The first big question is: What changed between when the application was running well, and the time the application stopped running well? To get to the bottom of that question, there are a number of other questions that can help point the way.
Question isolation - Is this problem isolated in any way? Is it only on a specific network, environment, or group of servers? Does it only happen for a specific group of users or a specific client? Is there a period of time it's isolated to? Is it isolated to a particular 'item' in your data? I've seen users try to make an application use a different browser version than the documented supported versions. Some times it takes a while to get to the bottom of simple issues like that. Also, we've run into situations where an organization will not have given users the rights on their machines to install third party active X components for their browser that the application they are trying to use requires.
Question data integrity - Whether you are looking at legacy data or no logic to manage special characters in your data, you need to break the problem down. With legacy data, is the problem isolated to a particular user or group of users, or a particular item? Or if it's an ETL function, does relational integrity from the first DB line up to the second DB correctly - are you missing or adding 'types' of data that the second DB either is or isn't expecting? Sometimes you need to pinpoint the exact row or time when the issue occurred to determine what the problem was.

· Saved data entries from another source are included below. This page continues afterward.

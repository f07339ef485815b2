use crate::error::VerifyError;
use crate::pipeline::traits::Generator;
use async_openai::types::{
    ChatCompletionRequestSystemMessageArgs, ChatCompletionRequestUserMessageArgs,
    CreateChatCompletionRequestArgs,
};
use async_openai::{config::OpenAIConfig, Client};
use async_trait::async_trait;

/// Chat-completion model behind any OpenAI-compatible endpoint.
pub struct LlmGenerator {
    client: Client<OpenAIConfig>,
    model: String,
}

impl LlmGenerator {
    pub fn new(api_key: &str, model: &str, api_base: Option<&str>) -> Self {
        let mut config = OpenAIConfig::new().with_api_key(api_key);
        if let Some(base) = api_base {
            config = config.with_api_base(base);
        }
        Self {
            client: Client::with_config(config),
            model: model.to_string(),
        }
    }
}

#[async_trait]
impl Generator for LlmGenerator {
    async fn generate(
        &self,
        system_instruction: &str,
        user_content: &str,
    ) -> anyhow::Result<String> {
        let request = CreateChatCompletionRequestArgs::default()
            .model(&self.model)
            .messages([
                ChatCompletionRequestSystemMessageArgs::default()
                    .content(system_instruction)
                    .build()?
                    .into(),
                ChatCompletionRequestUserMessageArgs::default()
                    .content(user_content)
                    .build()?
                    .into(),
            ])
            .build()?;

        let response = self
            .client
            .chat()
            .create(request)
            .await
            .map_err(|e| VerifyError::Generation(e.to_string()))?;

        let content = response
            .choices
            .first()
            .and_then(|c| c.message.content.clone())
            .filter(|c| !c.trim().is_empty())
            .ok_or(VerifyError::EmptyCompletion)?;
        Ok(content)
    }
}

Question continuity - Did something stop running or listening? A service, appPool, web site, 3rd party server? Are your cron jobs or scheduled tasks still there? Monitoring would quickly and easily answer this question for you.
Question communication - Are the lines of communication open to all of the dependencies that your application has? Has a network cable been severed by a backhoe down the street? (I've seen that before) Is there too much communication going on? Too many calls from one routine can take you system down. We had an issue like that with some javascript that called a data access function to a GIS server. As soon as one too many layers got added to the map, performance died as there were too many round trip calls to the server in one request. Internal systems that need to do identity verification or IP Geolocation are heavily dependent on external third parties to operate. These external vendors can in turn can be dependent on other external services. Know all your dependencies and have monitoring and SLA's in place for all of them or you could be sweating bullets.
Question dependencies - Here I'm thinking more in the context of internal dependencies - what internal 3rd party services are you dependent on? Databases, reporting tools, monitoring systems, document management systems, any internal system that your application depends on that you aren't responsible for fits into this category. Are they up and running? How do you know? Are they running properly?
Question the un-questionable - Is your hvac system working at your Co-Lo? As redundant as your service provider tries to be, there will always be something under the radar. Always. I've seen an external hvac system take down an entire enterprise. Many of you have likely seen a McAfee or a Norton patch take down an enterprise. How secure is your UPS (Uninterrupted Power Supply) management console? I've logged into one I've found by accident using username:admin password:password!
Question known changes - software enhancements and patches, file or db permissions, config changes, etc. I've seen issues where a changed file path will take down a critical Ftp routine, a 3rd party software patch for a document management system crippled a production system by removing key indexes in the database, and an (unfortunately un-automated) database refresh will have missing roles or users or the db will still be restricted mode. Doing anything manually can get you into trouble. A fat finger can push a wrong dll/library or mis-type an entry in a config file. Even fat fingering an automated deploy can get you into problems. Automated deploys still depend on data that is manually entered. We have pointer to app servers in our web.config files entered wrong and multiple entries in machine.config for a particular component.
Question security - Malicious changes are possible either internally or externally. Unfortunately, the question of security is a larger one everyday. And it has to be scrutinized at every level. Does your system have a firewall and IP Sec rules in place? Does you application provide you with an audit trail? How secure is your production data?
Resources at your disposal that can help in your investigation:
Log files - event logs, server logs, if you're logging to tables in the DB, don't forget to look there.
Users - it's like CSI - you need to get ALL the information you can about their problem. You cannot be afraid to ask.
Thread dumps - killing a hurting server and ensuring that it does a thread dump when it terminates can be very effective in your problem search
Networking tools - WireShark, telnet, ping, netstat - these are great for checking your communication.
Monitoring tools - Nagios, SCOM, GroundworkOpenSource
Books - Michael Nygard's Release It! and Luke Hohmann's Beyond Software Architecture.